● Task details
Scan the material and copy every line in which "format" appears.

# # # # #

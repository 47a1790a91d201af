//! Output file naming
//!
//! Generated names look like
//! `minimax_20250101_120000_a_red_kite_over_du_1b2c3d4e_i2v-01-director.mp4`:
//! provider, local timestamp, a sanitized prompt prefix, a stable prompt hash
//! and the model (plus the quality mode where the provider has one).

use chrono::{DateTime, Local};
use framecast_core::ProviderKind;
use std::path::{Path, PathBuf};
use uuid::Uuid;

const PROMPT_PREFIX_CHARS: usize = 20;

/// Replaces everything except ASCII letters and digits with `_`
fn sanitize_prompt(prompt: &str) -> String {
    prompt
        .chars()
        .take(PROMPT_PREFIX_CHARS)
        .map(|c| {
            if c.is_ascii_alphanumeric() {
                c.to_ascii_lowercase()
            } else {
                '_'
            }
        })
        .collect()
}

/// Like the prompt, but keeps `-` and `.` which appear in model names
pub fn sanitize_model(model: &str) -> String {
    model
        .chars()
        .map(|c| {
            if c.is_ascii_alphanumeric() || c == '-' || c == '.' {
                c.to_ascii_lowercase()
            } else {
                '_'
            }
        })
        .collect()
}

/// First 8 hex digits of the name-based UUID of the prompt
fn prompt_hash(prompt: &str) -> String {
    Uuid::new_v5(&Uuid::NAMESPACE_DNS, prompt.as_bytes())
        .simple()
        .to_string()
        .chars()
        .take(8)
        .collect()
}

/// Builds a unique video file name
pub fn generate_filename(
    provider: ProviderKind,
    prompt: &str,
    model: &str,
    mode: Option<&str>,
    now: DateTime<Local>,
) -> String {
    let mut name = format!(
        "{}_{}_{}_{}_{}",
        provider.as_str(),
        now.format("%Y%m%d_%H%M%S"),
        sanitize_prompt(prompt),
        prompt_hash(prompt),
        sanitize_model(model),
    );
    if let Some(mode) = mode {
        name.push('_');
        name.push_str(&sanitize_model(mode));
    }
    name.push_str(".mp4");
    name
}

/// Default destination: `<output_dir>/<provider>/<model>/<generated name>`
pub fn default_output_path(
    output_dir: &Path,
    provider: ProviderKind,
    prompt: &str,
    model: &str,
    mode: Option<&str>,
) -> PathBuf {
    output_dir
        .join(provider.as_str())
        .join(sanitize_model(model))
        .join(generate_filename(provider, prompt, model, mode, Local::now()))
}

#[cfg(test)]
mod tests {
    use super::*;
    use chrono::TimeZone;

    fn at_noon() -> DateTime<Local> {
        Local.with_ymd_and_hms(2025, 3, 14, 12, 0, 5).unwrap()
    }

    #[test]
    fn test_prompt_hash_matches_name_based_uuid() {
        // uuid5(NAMESPACE_DNS, "python.org") = 886313e1-3b8a-5372-9b90-0c9aee199e5d
        assert_eq!(prompt_hash("python.org"), "886313e1");
    }

    #[test]
    fn test_prompt_is_truncated_and_sanitized() {
        assert_eq!(
            sanitize_prompt("A Red Kite, over the dunes at dawn"),
            "a_red_kite__over_the"
        );
    }

    #[test]
    fn test_filename_layout() {
        let name = generate_filename(
            ProviderKind::MiniMax,
            "python.org",
            "I2V-01-Director",
            None,
            at_noon(),
        );
        assert_eq!(
            name,
            "minimax_20250314_120005_python_org_886313e1_i2v-01-director.mp4"
        );
    }

    #[test]
    fn test_filename_with_mode() {
        let name = generate_filename(
            ProviderKind::PiApiKling,
            "python.org",
            "2.0",
            Some("pro"),
            at_noon(),
        );
        assert_eq!(name, "kling_20250314_120005_python_org_886313e1_2.0_pro.mp4");
    }

    #[test]
    fn test_default_path_groups_by_provider_and_model() {
        let path = default_output_path(
            Path::new("outputs"),
            ProviderKind::Runway,
            "waves",
            "gen3a_turbo",
            None,
        );
        assert!(path.starts_with("outputs/runway/gen3a_turbo"));
        let file = path.file_name().unwrap().to_string_lossy().into_owned();
        assert!(file.starts_with("runway_"));
        assert!(file.ends_with("_gen3a_turbo.mp4"));
    }
}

# # # # #

● Written reply
    let mut name = format!(
        now.format("%Y%m%d_%H%M%S"),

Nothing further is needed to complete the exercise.